Felizmente, que há carradas de aeronaves
A fabricarem fenomenologia a granel
E a meterem-vos bombas atómicas de atravesso pela goela...
Peço desculpa… o sopro da inspiração...
Não é todos os dias que a musa nos visita.

BORIS VIAN
(...)


«O amor não é para sempre.
Mas a morte é.
A morte é para sempre.»

OS NOSSOS GOVERNOS

Numa coisa os nossos governos têm sido escrupulosamente
cristãos: mantêm a agricultura pobre para cumprir a profecia de
Cristo que diz: pobres sempre os tereis convosco.


António Cabral 

Josef Koldelka, Exils, Portugal, 1976


VISITA À CASA MATERNA

Neste dia de maio, vim ver-te, Mãe,
Vim a esta tua casa
Construída de pedras cinzentas,
Enfeitada por uma cruz e um coração de mármore.
Vim repousar a cabeça sobre o teto do teu lar.
Não te trago muitas aflições, neste dia de festa,
Não estou em desespero.
Sou um homem maduro, mais velho
Vinte anos do que tu, quando me deixaste nesta terra,
Adolescente entre os homens.
Já vi mais coisas do que viste e tive mais esperanças do que tu,
Que eras lúcida e triste desde a juventude.
Recolhi muitos desenganos; e seguirei até a morte assim
Como sou, incerto, cego, orgulhoso,
Com as desesperanças se acumulando sempre.

Aqui estou, Mãe, diante de ti, homem completo,
De cabelos grisalhos, machucado e exaltado pela vida.
Um homem ferido e estranhamente compensado pela vida,
Um homem já meio do outro lado, vergado,
Curvado ao peso de pecados e erros,
De responsabilidades, de contradições e de amarguras.
Aqui estou diante de ti, Mãe,
Aqui vim
Pedir-te que me perdoes e me justifiques.


Sou quase um velho; durante mais de meio século
Andei pelas estradas da terra, atravessei desertos,
Contemplei paisagens geladas, toquei no fundo
Da minha própria miséria e das misérias alheias.

Durante muitos anos, enquanto dormias aqui,
Fui levado para exílios e encontros de toda a espécie.
Este teu filho é um homem vivido,
É um navio provado por muitos mares,
Um navio batido, curtido por ventos e tempestades.

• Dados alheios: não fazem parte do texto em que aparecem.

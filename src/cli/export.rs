use crate::core::export::RecordExporter;
use crate::core::ledger::{DateRange, UserId};
use anyhow::{Context, Result};
use std::io::Write;
use std::path::Path;
use tracing::info;

/// Writes the CSV to `output`, or to stdout when no file is given.
pub async fn run(
    exporter: &RecordExporter,
    user_id: UserId,
    range: DateRange,
    output: Option<&Path>,
) -> Result<()> {
    let bytes = exporter
        .export_records_csv(user_id, range)
        .await
        .with_context(|| format!("Failed to export records for user {user_id}"))?;

    match output {
        Some(path) => {
            std::fs::write(path, &bytes)
                .with_context(|| format!("Failed to write export to {}", path.display()))?;
            info!(path = %path.display(), bytes = bytes.len(), "Wrote export");
        }
        None => {
            let mut stdout = std::io::stdout().lock();
            stdout
                .write_all(&bytes)
                .context("Failed to write export to stdout")?;
            stdout.flush()?;
        }
    }
    Ok(())
}
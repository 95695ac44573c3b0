use crate::core::config::AppConfig;
use anyhow::{Context, Result};
use std::path::Path;

const EXAMPLE_CONFIG: &str = include_str!("../../docs/example_config.yaml");
const EXAMPLE_LEDGER: &str = include_str!("../../docs/example_ledger.yaml");

/// Creates a default configuration file with example content at the default location
pub fn setup() -> Result<()> {
    let path = AppConfig::default_config_path()?;
    setup_at_path(path)
}

/// Creates a default configuration file at the specified path, plus an example
/// ledger next to it when none exists yet.
pub fn setup_at_path<P: AsRef<Path>>(path: P) -> Result<()> {
    let path = path.as_ref();

    if path.exists() {
        anyhow::bail!("Configuration file already exists at {}", path.display());
    }

    if let Some(parent) = path.parent() {
        std::fs::create_dir_all(parent)
            .with_context(|| format!("Failed to create directory: {}", parent.display()))?;
    }

    std::fs::write(path, EXAMPLE_CONFIG)
        .with_context(|| format!("Failed to write config file to {}", path.display()))?;
    tracing::info!("Created default configuration at {}", path.display());

    let ledger_path = path.with_file_name("ledger.yaml");
    if !ledger_path.exists() {
        std::fs::write(&ledger_path, EXAMPLE_LEDGER).with_context(|| {
            format!("Failed to write ledger file to {}", ledger_path.display())
        })?;
        tracing::info!("Created example ledger at {}", ledger_path.display());
    }
    Ok(())
}
use crate::core::currency::{Currency, ExchangeRate, RateSource};
use crate::core::error::{FxError, FxResult};
use crate::core::fallback::FallbackRates;
use crate::core::rates::{RateStore, live_rows, prunable};
use async_trait::async_trait;
use chrono::{DateTime, Utc};
use fjall::{Config, Keyspace, PartitionCreateOptions, PartitionHandle, PersistMode};
use std::collections::HashMap;
use std::path::Path;
use tokio::sync::Mutex;
use tracing::debug;

const LIVE_PARTITION: &str = "live_rates";
const FALLBACK_PARTITION: &str = "fallback_rates";
const META_PARTITION: &str = "meta";
const NEXT_ID_KEY: &[u8] = b"next_id";

/// `from(3) | to(3)`, shared by every row of a pair.
fn pair_prefix(from: Currency, to: Currency) -> Vec<u8> {
    let mut key = Vec::with_capacity(22);
    key.extend_from_slice(from.code().as_bytes());
    key.extend_from_slice(to.code().as_bytes());
    key
}

/// Millisecond timestamp with the sign bit flipped, so byte order matches time order.
fn ordered_millis(at: DateTime<Utc>) -> [u8; 8] {
    ((at.timestamp_millis() as u64) ^ (1 << 63)).to_be_bytes()
}

/// `pair_prefix | fetched_at | id`; keys of one pair sort by fetch time.
fn row_key(from: Currency, to: Currency, fetched_at: DateTime<Utc>, id: u64) -> Vec<u8> {
    let mut key = pair_prefix(from, to);
    key.extend_from_slice(&ordered_millis(fetched_at));
    key.extend_from_slice(&id.to_be_bytes());
    key
}

fn decode(value: &[u8]) -> FxResult<ExchangeRate> {
    Ok(serde_json::from_slice(value)?)
}

/// Rate store persisted in a fjall keyspace.
pub struct DiskRateStore {
    keyspace: Keyspace,
    live: PartitionHandle,
    fallback: PartitionHandle,
    meta: PartitionHandle,
    // Serializes writers so id allocation and batches do not interleave
    write_lock: Mutex<()>,
}

impl DiskRateStore {
    pub fn open(path: &Path) -> FxResult<Self> {
        std::fs::create_dir_all(path)
            .map_err(|e| FxError::Storage(format!("{}: {e}", path.display())))?;
        let keyspace = Config::new(path).open()?;
        let live = keyspace.open_partition(LIVE_PARTITION, PartitionCreateOptions::default())?;
        let fallback =
            keyspace.open_partition(FALLBACK_PARTITION, PartitionCreateOptions::default())?;
        let meta = keyspace.open_partition(META_PARTITION, PartitionCreateOptions::default())?;
        debug!(path = %path.display(), "Opened rate store");
        Ok(Self {
            keyspace,
            live,
            fallback,
            meta,
            write_lock: Mutex::new(()),
        })
    }

    /// Reserves `count` consecutive ids, returning the first one.
    fn reserve_ids(&self, count: u64) -> FxResult<u64> {
        let current = match self.meta.get(NEXT_ID_KEY)? {
            Some(bytes) => {
                let raw = <[u8; 8]>::try_from(&bytes[..])
                    .map_err(|_| FxError::Storage("corrupt id counter".to_string()))?;
                u64::from_be_bytes(raw)
            }
            None => 1,
        };
        self.meta
            .insert(NEXT_ID_KEY, (current + count).to_be_bytes())?;
        Ok(current)
    }

    fn pair_rows(&self, from: Currency, to: Currency) -> FxResult<Vec<ExchangeRate>> {
        self.live
            .prefix(pair_prefix(from, to))
            .map(|kv| {
                let (_, value) = kv?;
                decode(&value)
            })
            .collect()
    }

    /// Seeded fallback rows, for provenance only.
    pub fn fallback_rows(&self) -> FxResult<Vec<ExchangeRate>> {
        self.fallback
            .iter()
            .map(|kv| {
                let (_, value) = kv?;
                decode(&value)
            })
            .collect()
    }
}

#[async_trait]
impl RateStore for DiskRateStore {
    async fn store_live_rates(
        &self,
        base: Currency,
        rates: &HashMap<Currency, f64>,
        fetched_at: DateTime<Utc>,
    ) -> FxResult<usize> {
        let rows = live_rows(base, rates, fetched_at);
        if rows.is_empty() {
            return Ok(0);
        }
        let _guard = self.write_lock.lock().await;
        let first_id = self.reserve_ids(rows.len() as u64)?;
        let created_at = Utc::now();

        let mut batch = self.keyspace.batch();
        for (id, row) in (first_id..).zip(&rows) {
            let record = ExchangeRate {
                id,
                from_currency: row.from_currency,
                to_currency: row.to_currency,
                rate: row.rate,
                source: RateSource::Live,
                fetched_at: row.fetched_at,
                created_at,
            };
            batch.insert(
                &self.live,
                row_key(row.from_currency, row.to_currency, row.fetched_at, id),
                serde_json::to_vec(&record)?,
            );
        }
        batch.commit()?;
        self.keyspace.persist(PersistMode::SyncAll)?;
        debug!(base = %base, rows = rows.len(), "Stored live rates");
        Ok(rows.len())
    }

    async fn seed_fallback_rates(
        &self,
        table: &FallbackRates,
        seeded_at: DateTime<Utc>,
    ) -> FxResult<usize> {
        let _guard = self.write_lock.lock().await;
        if !self.fallback.is_empty()? {
            debug!("Fallback rates already seeded");
            return Ok(0);
        }
        let entries = table.entries();
        if entries.is_empty() {
            return Ok(0);
        }
        let first_id = self.reserve_ids(entries.len() as u64)?;

        let mut batch = self.keyspace.batch();
        for (id, (from, to, rate)) in (first_id..).zip(&entries) {
            let record = ExchangeRate {
                id,
                from_currency: *from,
                to_currency: *to,
                rate: *rate,
                source: RateSource::Fallback,
                fetched_at: seeded_at,
                created_at: seeded_at,
            };
            batch.insert(
                &self.fallback,
                pair_prefix(*from, *to),
                serde_json::to_vec(&record)?,
            );
        }
        batch.commit()?;
        self.keyspace.persist(PersistMode::SyncAll)?;
        Ok(entries.len())
    }

    async fn resolve_rate(
        &self,
        from: Currency,
        to: Currency,
        as_of: DateTime<Utc>,
    ) -> FxResult<ExchangeRate> {
        let prefix = pair_prefix(from, to);
        let mut upper = prefix.clone();
        upper.extend_from_slice(&ordered_millis(as_of));
        upper.extend_from_slice(&u64::MAX.to_be_bytes());

        if let Some(kv) = self.live.range(prefix.clone()..=upper).next_back() {
            let (_, value) = kv?;
            return decode(&value);
        }
        match self.live.prefix(prefix).next() {
            Some(kv) => {
                let (_, value) = kv?;
                decode(&value)
            }
            None => Err(FxError::RateNotFound { from, to, as_of }),
        }
    }

    async fn history(&self, from: Currency, to: Currency) -> FxResult<Vec<ExchangeRate>> {
        self.pair_rows(from, to)
    }

    async fn prune(&self, cutoff: DateTime<Utc>) -> FxResult<usize> {
        let _guard = self.write_lock.lock().await;
        let mut batch = self.keyspace.batch();
        let mut removed = 0;
        for from in Currency::ALL {
            for to in Currency::ALL.into_iter().filter(|to| *to != from) {
                let rows = self.pair_rows(from, to)?;
                for index in prunable(&rows, cutoff) {
                    let row = &rows[index];
                    batch.remove(&self.live, row_key(from, to, row.fetched_at, row.id));
                    removed += 1;
                }
            }
        }
        if removed > 0 {
            batch.commit()?;
            self.keyspace.persist(PersistMode::SyncAll)?;
        }
        debug!(removed, %cutoff, "Pruned live rates");
        Ok(removed)
    }
}

#[cfg(test)]
mod tests {
    use super::*;
    use chrono::{Duration, TimeZone};
    use tempfile::tempdir;

    fn day(d: u32) -> DateTime<Utc> {
        Utc.with_ymd_and_hms(2025, 1, d, 12, 0, 0).unwrap()
    }

    fn eur_quote(mkd_per_eur: f64) -> HashMap<Currency, f64> {
        HashMap::from([(Currency::Eur, 1.0 / mkd_per_eur), (Currency::Mkd, 1.0)])
    }

    #[test]
    fn test_ordered_millis_sorts_like_time() {
        let before_epoch = Utc.with_ymd_and_hms(1960, 1, 1, 0, 0, 0).unwrap();
        let after_epoch = Utc.with_ymd_and_hms(2025, 1, 1, 0, 0, 0).unwrap();
        assert!(ordered_millis(before_epoch) < ordered_millis(after_epoch));
    }

    #[tokio::test]
    async fn test_disk_store_resolves_nearest() {
        let dir = tempdir().unwrap();
        let store = DiskRateStore::open(dir.path()).unwrap();
        store
            .store_live_rates(Currency::Mkd, &eur_quote(61.5), day(3))
            .await
            .unwrap();
        store
            .store_live_rates(Currency::Mkd, &eur_quote(61.7), day(9))
            .await
            .unwrap();

        let before = store
            .resolve_rate(Currency::Eur, Currency::Mkd, day(5))
            .await
            .unwrap();
        assert!((before.rate - 61.5).abs() < 1e-9);

        let after = store
            .resolve_rate(Currency::Eur, Currency::Mkd, day(1))
            .await
            .unwrap();
        assert_eq!(after.fetched_at, day(3));

        let missing = store
            .resolve_rate(Currency::Gbp, Currency::Mkd, day(5))
            .await
            .unwrap_err();
        assert!(matches!(missing, FxError::RateNotFound { .. }));
    }

    #[tokio::test]
    async fn test_disk_store_survives_reopen() {
        let dir = tempdir().unwrap();
        {
            let store = DiskRateStore::open(dir.path()).unwrap();
            store
                .store_live_rates(Currency::Mkd, &eur_quote(61.5), day(3))
                .await
                .unwrap();
            store
                .seed_fallback_rates(FallbackRates::standard(), day(1))
                .await
                .unwrap();
        }

        let store = DiskRateStore::open(dir.path()).unwrap();
        let history = store.history(Currency::Eur, Currency::Mkd).await.unwrap();
        assert_eq!(history.len(), 1);
        assert_eq!(history[0].source, RateSource::Live);

        // Already seeded, and ids keep growing across reopen
        assert_eq!(
            store
                .seed_fallback_rates(FallbackRates::standard(), day(2))
                .await
                .unwrap(),
            0
        );
        store
            .store_live_rates(Currency::Mkd, &eur_quote(61.6), day(4))
            .await
            .unwrap();
        let history = store.history(Currency::Eur, Currency::Mkd).await.unwrap();
        assert_eq!(history.len(), 2);
        assert!(history[1].id > history[0].id);

        let fallback = store.fallback_rows().unwrap();
        assert!(fallback.iter().all(|r| r.source == RateSource::Fallback));
        assert!(!fallback.is_empty());
    }

    #[tokio::test]
    async fn test_disk_store_prune() {
        let dir = tempdir().unwrap();
        let store = DiskRateStore::open(dir.path()).unwrap();
        for d in [1, 2, 3, 4] {
            store
                .store_live_rates(Currency::Mkd, &eur_quote(61.0 + d as f64 / 10.0), day(d))
                .await
                .unwrap();
        }

        let removed = store.prune(day(3) + Duration::minutes(5)).await.unwrap();
        assert_eq!(removed, 2);
        let history = store.history(Currency::Eur, Currency::Mkd).await.unwrap();
        let times: Vec<_> = history.iter().map(|r| r.fetched_at).collect();
        assert_eq!(times, vec![day(3), day(4)]);
    }
}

É um navio perdido na névoa, este homem que aqui está,
Este ser usado que procura sua mãe.
É um velho navio, é um velho homem.
Não se parece, em quase nada,
Com aquele a quem disseste adeus, para sempre,
Na hora da partida, em junho de 1922.

É um ser cansado, um pássaro exausto
Que procura o seu ninho remoto
Nesta casa de pedra em que te escondes,
Em que repousas de uma breve existência.
É um homem este que aqui está,
Em quem mal reconhecerias o filho teu,

O sensível e verde aventureiro, pronto
para os nobres impulsos,
Mas tão incerto e tão fantasioso,
Tão incapaz de perseverar e de crer longamente,
O ser matinal que tremias, Mãe, ao deixá-la, perdido
No mundo, o ser cujo destino te preocupava
Diante da revelação de tantas inconstâncias.

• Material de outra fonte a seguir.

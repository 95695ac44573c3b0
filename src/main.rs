use anyhow::Result;
use chrono::{NaiveDate, Utc};
use clap::{Args, CommandFactory, Parser, Subcommand};
use fxtally::core::aggregation::{StatisticsQuery, SummaryQuery};
use fxtally::core::currency::Currency;
use fxtally::core::ledger::{DateRange, UserId};
use fxtally::core::log::init_logging;
use std::path::PathBuf;

#[derive(Parser)]
#[command(version, about)]
struct Cli {
    /// Enable verbose logging
    #[arg(short, long, global = true)]
    verbose: bool,

    /// Path to optional configuration file
    #[arg(short, long, global = true)]
    config_path: Option<String>,

    #[command(subcommand)]
    command: Option<Commands>,
}

/// Record selection shared by the reporting commands.
#[derive(Args)]
struct RangeArgs {
    /// User whose records are reported
    #[arg(short, long)]
    user: UserId,

    /// First date to include (YYYY-MM-DD)
    #[arg(long)]
    from: Option<NaiveDate>,

    /// Last date to include (YYYY-MM-DD)
    #[arg(long)]
    to: Option<NaiveDate>,
}

impl RangeArgs {
    fn range(&self) -> Result<DateRange> {
        Ok(DateRange::new(self.from, self.to)?)
    }
}

#[derive(Subcommand)]
enum Commands {
    /// Create default configuration
    Setup,
    /// Fetch and store the latest rates for every base currency
    Refresh,
    /// Refresh rates periodically until interrupted
    Watch,
    /// Display per-category statistics in the user's currency
    Stats {
        #[command(flatten)]
        range: RangeArgs,
        /// Only include these payment methods
        #[arg(long = "payment-method")]
        payment_methods: Vec<u64>,
        /// Case-insensitive text matched against category, description or amount
        #[arg(long)]
        search: Option<String>,
    },
    /// Display the signed balance in the user's currency
    Summary {
        #[command(flatten)]
        range: RangeArgs,
        /// Only include these payment methods
        #[arg(long = "payment-method")]
        payment_methods: Vec<u64>,
        /// Only include this category
        #[arg(long)]
        category: Option<u64>,
        /// Case-insensitive text matched against description or category
        #[arg(long)]
        search: Option<String>,
    },
    /// Export records as CSV
    Export {
        #[command(flatten)]
        range: RangeArgs,
        /// Output file; stdout when omitted
        #[arg(short, long)]
        output: Option<PathBuf>,
    },
    /// Show the resolved rate and stored snapshots for a pair
    Rates {
        #[arg(long)]
        from: Currency,
        #[arg(long)]
        to: Currency,
        /// Date to resolve for; today when omitted
        #[arg(long)]
        on: Option<NaiveDate>,
    },
}

impl TryFrom<Commands> for fxtally::AppCommand {
    type Error = anyhow::Error;

    fn try_from(cmd: Commands) -> Result<fxtally::AppCommand> {
        Ok(match cmd {
            Commands::Refresh => fxtally::AppCommand::Refresh,
            Commands::Watch => fxtally::AppCommand::Watch,
            Commands::Stats {
                range,
                payment_methods,
                search,
            } => fxtally::AppCommand::Stats {
                user_id: range.user,
                query: StatisticsQuery {
                    range: range.range()?,
                    payment_method_ids: payment_methods,
                    search,
                },
            },
            Commands::Summary {
                range,
                payment_methods,
                category,
                search,
            } => fxtally::AppCommand::Summary {
                user_id: range.user,
                query: SummaryQuery {
                    range: range.range()?,
                    payment_method_ids: payment_methods,
                    category_id: category,
                    search,
                },
            },
            Commands::Export { range, output } => fxtally::AppCommand::Export {
                user_id: range.user,
                range: range.range()?,
                output,
            },
            Commands::Rates { from, to, on } => fxtally::AppCommand::Rates {
                from,
                to,
                on: on.unwrap_or_else(|| Utc::now().date_naive()),
            },
            Commands::Setup => anyhow::bail!("Setup command should be handled separately"),
        })
    }
}

#[tokio::main]
async fn main() -> Result<()> {
    let cli = Cli::parse();

    init_logging(cli.verbose);

    let result = match cli.command {
        Some(Commands::Setup) => match cli.config_path.as_deref() {
            Some(path) => fxtally::cli::setup::setup_at_path(path),
            None => fxtally::cli::setup::setup(),
        },
        Some(cmd) => match fxtally::AppCommand::try_from(cmd) {
            Ok(command) => fxtally::run_command(command, cli.config_path.as_deref()).await,
            Err(e) => Err(e),
        },
        None => {
            Cli::command().print_help()?;
            Ok(())
        }
    };

    if let Err(e) = &result {
        tracing::error!(error = %e, "Application failed");
    }
    result
}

É um homem experimentado este que aqui está, Mãe,
mas é um poeta.
E, porque é um poeta, muito lhe será perdoado.
E, porque é um poeta, não perdeu o dom
De olhar a face da Infância
E de te ver, Mãe,
Como te está vendo nesta hora,
Com os mesmos olhos com que te contemplava
Outrora, quando eras a sua Estrela,
E o seu abrigo, o centro do seu mundo,
A força e a lei que o conduziam,
Quando eras tudo, toda a sua alegria e proteção.

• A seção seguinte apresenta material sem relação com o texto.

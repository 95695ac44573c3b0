use crate::core::currency::{Currency, ExchangeRate, RateSource};
use crate::core::error::{FxError, FxResult};
use crate::core::fallback::FallbackRates;
use crate::core::rates::{RateStore, live_rows, prunable};
use async_trait::async_trait;
use chrono::{DateTime, Utc};
use std::collections::{BTreeMap, HashMap};
use tokio::sync::RwLock;
use tracing::debug;

#[derive(Default)]
struct Inner {
    next_id: u64,
    /// Live rows per pair, sorted by `(fetched_at, id)`.
    live: BTreeMap<(Currency, Currency), Vec<ExchangeRate>>,
    fallback: Vec<ExchangeRate>,
}

impl Inner {
    fn next_id(&mut self) -> u64 {
        self.next_id += 1;
        self.next_id
    }
}

/// In-memory rate store; contents are lost when the process exits.
#[derive(Default)]
pub struct MemoryRateStore {
    inner: RwLock<Inner>,
}

impl MemoryRateStore {
    pub fn new() -> Self {
        Self::default()
    }

    /// Seeded fallback rows, for provenance only.
    pub async fn fallback_rows(&self) -> Vec<ExchangeRate> {
        self.inner.read().await.fallback.clone()
    }
}

#[async_trait]
impl RateStore for MemoryRateStore {
    async fn store_live_rates(
        &self,
        base: Currency,
        rates: &HashMap<Currency, f64>,
        fetched_at: DateTime<Utc>,
    ) -> FxResult<usize> {
        let rows = live_rows(base, rates, fetched_at);
        let created_at = Utc::now();

        // One write lock for the whole response, so readers never see part of it
        let mut inner = self.inner.write().await;
        for row in &rows {
            let id = inner.next_id();
            let pair = inner
                .live
                .entry((row.from_currency, row.to_currency))
                .or_default();
            let at = pair.partition_point(|r| (r.fetched_at, r.id) <= (row.fetched_at, id));
            pair.insert(
                at,
                ExchangeRate {
                    id,
                    from_currency: row.from_currency,
                    to_currency: row.to_currency,
                    rate: row.rate,
                    source: RateSource::Live,
                    fetched_at: row.fetched_at,
                    created_at,
                },
            );
        }
        debug!(base = %base, rows = rows.len(), "Stored live rates");
        Ok(rows.len())
    }

    async fn seed_fallback_rates(
        &self,
        table: &FallbackRates,
        seeded_at: DateTime<Utc>,
    ) -> FxResult<usize> {
        let mut inner = self.inner.write().await;
        if !inner.fallback.is_empty() {
            return Ok(0);
        }
        let entries = table.entries();
        for (from, to, rate) in &entries {
            let id = inner.next_id();
            inner.fallback.push(ExchangeRate {
                id,
                from_currency: *from,
                to_currency: *to,
                rate: *rate,
                source: RateSource::Fallback,
                fetched_at: seeded_at,
                created_at: seeded_at,
            });
        }
        Ok(entries.len())
    }

    async fn resolve_rate(
        &self,
        from: Currency,
        to: Currency,
        as_of: DateTime<Utc>,
    ) -> FxResult<ExchangeRate> {
        let inner = self.inner.read().await;
        let rows = inner.live.get(&(from, to)).map(Vec::as_slice).unwrap_or(&[]);
        let split = rows.partition_point(|r| r.fetched_at <= as_of);
        let found = if split > 0 {
            rows.get(split - 1)
        } else {
            rows.first()
        };
        found
            .cloned()
            .ok_or(FxError::RateNotFound { from, to, as_of })
    }

    async fn history(&self, from: Currency, to: Currency) -> FxResult<Vec<ExchangeRate>> {
        let inner = self.inner.read().await;
        Ok(inner.live.get(&(from, to)).cloned().unwrap_or_default())
    }

    async fn prune(&self, cutoff: DateTime<Utc>) -> FxResult<usize> {
        let mut inner = self.inner.write().await;
        let mut removed = 0;
        for rows in inner.live.values_mut() {
            let drop = prunable(rows, cutoff).len();
            rows.drain(..drop);
            removed += drop;
        }
        debug!(removed, %cutoff, "Pruned live rates");
        Ok(removed)
    }
}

Deus permitiu que em teu filho
Não se perdesse o dom de olhar
O mundo em certos instantes
Com a poesia dos que não foram poluídos,
Dos que não foram enganados pela vida.
Aqui estou, debruçado sobre o teu tÚmulo, Mãe,
E eis que te ergues diante de mim,
E eu te vejo não como adormeceste em Deus,
Pálida, vestida com o burel do Carmo,
Mas matinal e alegre, coroada de flores,
Viva e serena, na primeira e gloriosa maternidade,
Com as tranças repartidas, e no olhar
A luz da beleza intocada.
Assim te pode ver teu filho, de olhos fechados.
Assim te pode ver este homem de gestos cansados,
Este segador no fim da sega,
Este quase velho, debruçado sobre o teu túmulo.
Assim apareces, Mãe, ao filho que deixaste tão cedo,
Entre as perdições do mundo.

Mãe, aqui estou no dia de hoje,
Batendo à tua porta, procurando a tua companhia.
Não me desconheças nem perguntes quem sou.


No fundo de mim mesmo, apesar de tudo o que houve,
Das incompreensões, do pó e da amargura,
Das misérias que pratiquei e que praticaram
Contra mim; apesar da experiência do ódio e do amor,
amargos ambos,

Sou o mesmo filho que deixaste
Na orfandade
Quando partiste,
Estrela materna, flor de beleza,
Que o vento gelado crestou na juventude.